▸ **What this task involves**:
Please return every line in the following data that includes the string "ToastTimings".
=== Section Start ===
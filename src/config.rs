//! Timing and layout configuration for the portal.
//!
//! SYSTEM CONTEXT
//! ==============
//! There is no environment to read from in the browser, so every tunable lives
//! here as a default constant. `App` provides one `PortalConfig` as context and
//! components read durations from it instead of hardcoding them.

#[cfg(test)]
#[path = "config_test.rs"]
mod config_test;

pub const DEFAULT_TOAST_ENTER_DELAY_MS: u64 = 100;
pub const DEFAULT_TOAST_VISIBLE_MS: u64 = 3_000;
pub const DEFAULT_TOAST_EXIT_MS: u64 = 300;
pub const DEFAULT_UPDATE_INTERVAL_SECS: u64 = 30;
pub const DEFAULT_MOBILE_BREAKPOINT_PX: f64 = 768.0;
pub const DEFAULT_FETCH_DELAY_MS: u64 = 500;
pub const DEFAULT_POST_DELAY_MS: u64 = 1_000;
pub const DEFAULT_TASK_REFRESH_DELAY_MS: u64 = 500;
pub const DEFAULT_LOGOUT_RELOAD_DELAY_MS: u64 = 1_500;
pub const DEFAULT_SLOW_LOAD_WARN_MS: f64 = 3_000.0;
pub const DEFAULT_SERVICE_WORKER_PATH: &str = "/sw.js";

/// Toast lifecycle durations.
#[derive(Debug, Clone, Copy, PartialEq, Eq)]
pub struct ToastTimings {
    /// Delay before a freshly queued toast slides in.
    pub enter_delay_ms: u64,
    /// Time from queueing until the exit animation starts.
    pub visible_ms: u64,
    /// Length of the exit animation before removal.
    pub exit_ms: u64,
}

impl Default for ToastTimings {
    fn default() -> Self {
        Self {
            enter_delay_ms: DEFAULT_TOAST_ENTER_DELAY_MS,
            visible_ms: DEFAULT_TOAST_VISIBLE_MS,
            exit_ms: DEFAULT_TOAST_EXIT_MS,
        }
    }
}

impl ToastTimings {
    /// Wait between the toast appearing and its exit animation.
    pub fn shown_ms(&self) -> u64 {
        self.visible_ms.saturating_sub(self.enter_delay_ms)
    }
}

/// Portal-wide configuration.
#[derive(Debug, Clone, PartialEq)]
pub struct PortalConfig {
    pub toast: ToastTimings,
    pub update_interval_secs: u64,
    pub mobile_breakpoint_px: f64,
    pub fetch_delay_ms: u64,
    pub post_delay_ms: u64,
    pub task_refresh_delay_ms: u64,
    pub logout_reload_delay_ms: u64,
    pub slow_load_warn_ms: f64,
    pub service_worker_path: String,
}

impl Default for PortalConfig {
    fn default() -> Self {
        Self {
            toast: ToastTimings::default(),
            update_interval_secs: DEFAULT_UPDATE_INTERVAL_SECS,
            mobile_breakpoint_px: DEFAULT_MOBILE_BREAKPOINT_PX,
            fetch_delay_ms: DEFAULT_FETCH_DELAY_MS,
            post_delay_ms: DEFAULT_POST_DELAY_MS,
            task_refresh_delay_ms: DEFAULT_TASK_REFRESH_DELAY_MS,
            logout_reload_delay_ms: DEFAULT_LOGOUT_RELOAD_DELAY_MS,
            slow_load_warn_ms: DEFAULT_SLOW_LOAD_WARN_MS,
            service_worker_path: DEFAULT_SERVICE_WORKER_PATH.to_owned(),
        }
    }
}

impl PortalConfig {
    /// Whether a viewport of `width_px` logical pixels gets the mobile layout.
    pub fn is_mobile(&self, width_px: f64) -> bool {
        width_px <= self.mobile_breakpoint_px
    }

    /// Whether a measured page load should be reported as slow.
    pub fn is_slow_load(&self, load_ms: f64) -> bool {
        load_ms > self.slow_load_warn_ms
    }
}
=== Section End ===
▸ **Exercise answer**:
pub struct ToastTimings {
impl Default for ToastTimings {
impl ToastTimings {
    pub toast: ToastTimings,
            toast: ToastTimings::default(),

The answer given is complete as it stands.